I told her that it was indeed a very small camera and that it took very good photographs but there was a newer model out, one that had an optical zoom lens and the entire rear of the camera was a display screen. “When will you buy it?” she asked. I laughed and told her that I had no plans to buy one in the immediate future (or words to that effect) but that I would like to buy the new model one day. “What will you do with that one?” she asked me. I told her that I hadn’t thought about that, but I would hopefully trade it in, if I could. She did not speak about the camera for the rest of the day.
The next day, however, she asked me in the office if I had managed to buy my new camera yet. I naturally thought she was joking and naturally I discovered that I was wrong (Thais rarely joke about purchases or money) and so I told her again that I was only thinking about buying the new camera. She then asked me if I would give her my old camera when I bought my new camera. I laughed again because I thought she was joking (I hadn’t learnt about Thais and money yet) and I said, “Maybe.” That was another big mistake.
The next day she asked me again if I had bought my new camera. I remember looking at her and searching for any sign that she was pulling my leg but there was nothing. When it dawned on me that she was serious I felt quite shocked and explained once again that I was only thinking about buying the new model. “You won’t give me the camera?” she asked. My goodness, I thought, she really believes that I’m just going to hand this camera over to her! I looked at her and thought, “What do I have to do to make her understand?” I told her that sorry, no, I would not be giving my camera to her right then. She looked totally crestfallen and left the office.
I sat down feeling shocked, wondering how she could have possibly assumed that I would be giving my camera to her for free and what I had said to make her think that. I went back over our conversations at the ‘Sport Day’ but I couldn’t remember saying anything similar to “I will give you my camera.” I was ‘dazed and confused’ but at least she had got the message before she left the office, which was one good thing.
The next day she again asked me if I had bought my new camera. I didn’t lose my temper but I remember having to calm myself down and telling her, explaining to her, slowly, clearly, that I was not buying a new camera. I was thinking about buying a new camera. She looked at me during this explanation with a completely blank face and I remember thinking, “If you ask me to give my camera to you now, I don’t know what I’ll do.” Thankfully she said nothing and left the office again.
I was working with a terrific, young Scottish teacher at that time and it was such a relief to be able to turn around and speak to him about this ridiculous situation that I found myself in.

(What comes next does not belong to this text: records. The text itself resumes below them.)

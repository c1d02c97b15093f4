//! Drawable shapes: the circle model and the path records it shares with the engine.

mod circle;
mod plus;

pub use circle::Circle;
pub use plus::PlusIcon;

use kurbo::{BezPath, Rect};
use peniko::Color;
use serde::{Deserialize, Serialize};

/// Default button color (RGB 62, 83, 219).
pub const DEFAULT_COLOR: SerializableColor = SerializableColor::new(62, 83, 219, 255);

/// Serializable color representation (RGBA8).
#[derive(Debug, Clone, Copy, PartialEq, Eq, Serialize, Deserialize)]
pub struct SerializableColor {
    pub r: u8,
    pub g: u8,
    pub b: u8,
    pub a: u8,
}

impl SerializableColor {
    pub const fn new(r: u8, g: u8, b: u8, a: u8) -> Self {
        Self { r, g, b, a }
    }

    pub fn white() -> Self {
        Self::new(255, 255, 255, 255)
    }

    pub fn black() -> Self {
        Self::new(0, 0, 0, 255)
    }
}

impl Default for SerializableColor {
    fn default() -> Self {
        DEFAULT_COLOR
    }
}

impl From<Color> for SerializableColor {
    fn from(color: Color) -> Self {
        let rgba = color.to_rgba8();
        Self {
            r: rgba.r,
            g: rgba.g,
            b: rgba.b,
            a: rgba.a,
        }
    }
}

impl From<SerializableColor> for Color {
    fn from(color: SerializableColor) -> Self {
        Color::from_rgba8(color.r, color.g, color.b, color.a)
    }
}

/// Blend a color toward white by `scale` (0 = unchanged, 1 = white), fully opaque.
///
/// Used for the pressed state of the button and its cells.
pub fn whiten(color: Color, scale: f64) -> Color {
    let rgba = color.to_rgba8();
    let channel = |c: u8| {
        let c = f64::from(c) / 255.0;
        ((c + (1.0 - c) * scale).clamp(0.0, 1.0) * 255.0).round() as u8
    };
    Color::from_rgba8(channel(rgba.r), channel(rgba.g), channel(rgba.b), 255)
}

/// Same color with its alpha replaced (`alpha` in `[0, 1]`).
pub fn with_alpha(color: Color, alpha: f64) -> Color {
    let rgba = color.to_rgba8();
    let a = (alpha.clamp(0.0, 1.0) * 255.0).round() as u8;
    Color::from_rgba8(rgba.r, rgba.g, rgba.b, a)
}

/// Drop shadow applied to resting cells and the main button.
#[derive(Debug, Clone, Copy)]
pub struct Shadow {
    pub color: Color,
    pub radius: f64,
    pub opacity: f64,
    pub offset: kurbo::Vec2,
}

impl Default for Shadow {
    fn default() -> Self {
        Self {
            color: Color::BLACK,
            radius: 2.0,
            opacity: 0.1,
            offset: kurbo::Vec2::new(4.0, 4.0),
        }
    }
}

/// A closed, filled path with its fill color.
#[derive(Debug, Clone)]
pub struct FilledPath {
    pub path: BezPath,
    pub color: Color,
}

impl FilledPath {
    pub fn new(path: BezPath, color: Color) -> Self {
        Self { path, color }
    }
}

/// Capability shared by everything that can be handed to a [`DrawTarget`].
pub trait Drawable {
    /// Get the path representation for rendering.
    fn to_path(&self) -> BezPath;

    /// Fill color.
    fn fill(&self) -> Color;

    /// Get the bounding box in local coordinates.
    fn bounds(&self) -> Rect;
}

impl Drawable for FilledPath {
    fn to_path(&self) -> BezPath {
        self.path.clone()
    }

    fn fill(&self) -> Color {
        self.color
    }

    fn bounds(&self) -> Rect {
        kurbo::Shape::bounding_box(&self.path)
    }
}

/// Sink for rendered geometry (the host UI layer, an SVG writer, a test recorder...).
pub trait DrawTarget {
    /// Fill a closed path.
    fn fill_path(&mut self, path: &BezPath, color: Color);

    /// Stroke a path with round caps.
    fn stroke_path(&mut self, path: &BezPath, color: Color, width: f64);

    /// Fill a path with a drop shadow underneath. Defaults to a plain fill.
    fn fill_path_with_shadow(&mut self, path: &BezPath, color: Color, _shadow: &Shadow) {
        self.fill_path(path, color);
    }

    /// Fill any [`Drawable`].
    fn draw(&mut self, shape: &dyn Drawable) {
        self.fill_path(&shape.to_path(), shape.fill());
    }
}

He had been in Thailand for about the same length of time as me at that stage but he seemed to have a better handle on things. “Oh, they all think we’re filthy rich”, he said. I later learnt that this is totally correct and it’s based on the fact that farang (foreigners) all earn more money than Thai people do and that we all come from first world, wealthy countries. Never mind that we are working for a fraction of the amount that we would be earning in our home countries, that we ride a motor scooter instead of driving a car, that we live in one-room apartments and not condos or villas and that we eat our lunch at the school cafeteria instead of paying 10 baht extra for a meal across the road. We are all stinking rich simply because we are not Thai. Americans, the English, Australians, South Africans, Swedes, all of us are loaded and even though we have one pair of good shoes that we wear to school every day, we do so even though we have hundreds of thousands of dollars in the bank.
When the Thai teacher asked me if I could just hand over my camera to her, she was being serious. When I told her that I was thinking about buying the new model Casio Exilim, she believed I was going into town that day and buying it. She expected me to give her my old camera and she probably told everyone she knew about it, too.
During my time in Thailand this concept of every single foreigner being ridiculously rich despite their appearance, job and living conditions came up again and again, to the point where it became totally annoying. Being constantly asked if I was going to visit my family in Australia during the semester break even though the person asking would have no possible idea how much the return airfare from Bangkok to Melbourne was, for example. It’s something that I just had to accept (along with hundreds of others) as being part of Thai culture – that no matter what I did or said, I was rich whether I liked it or not.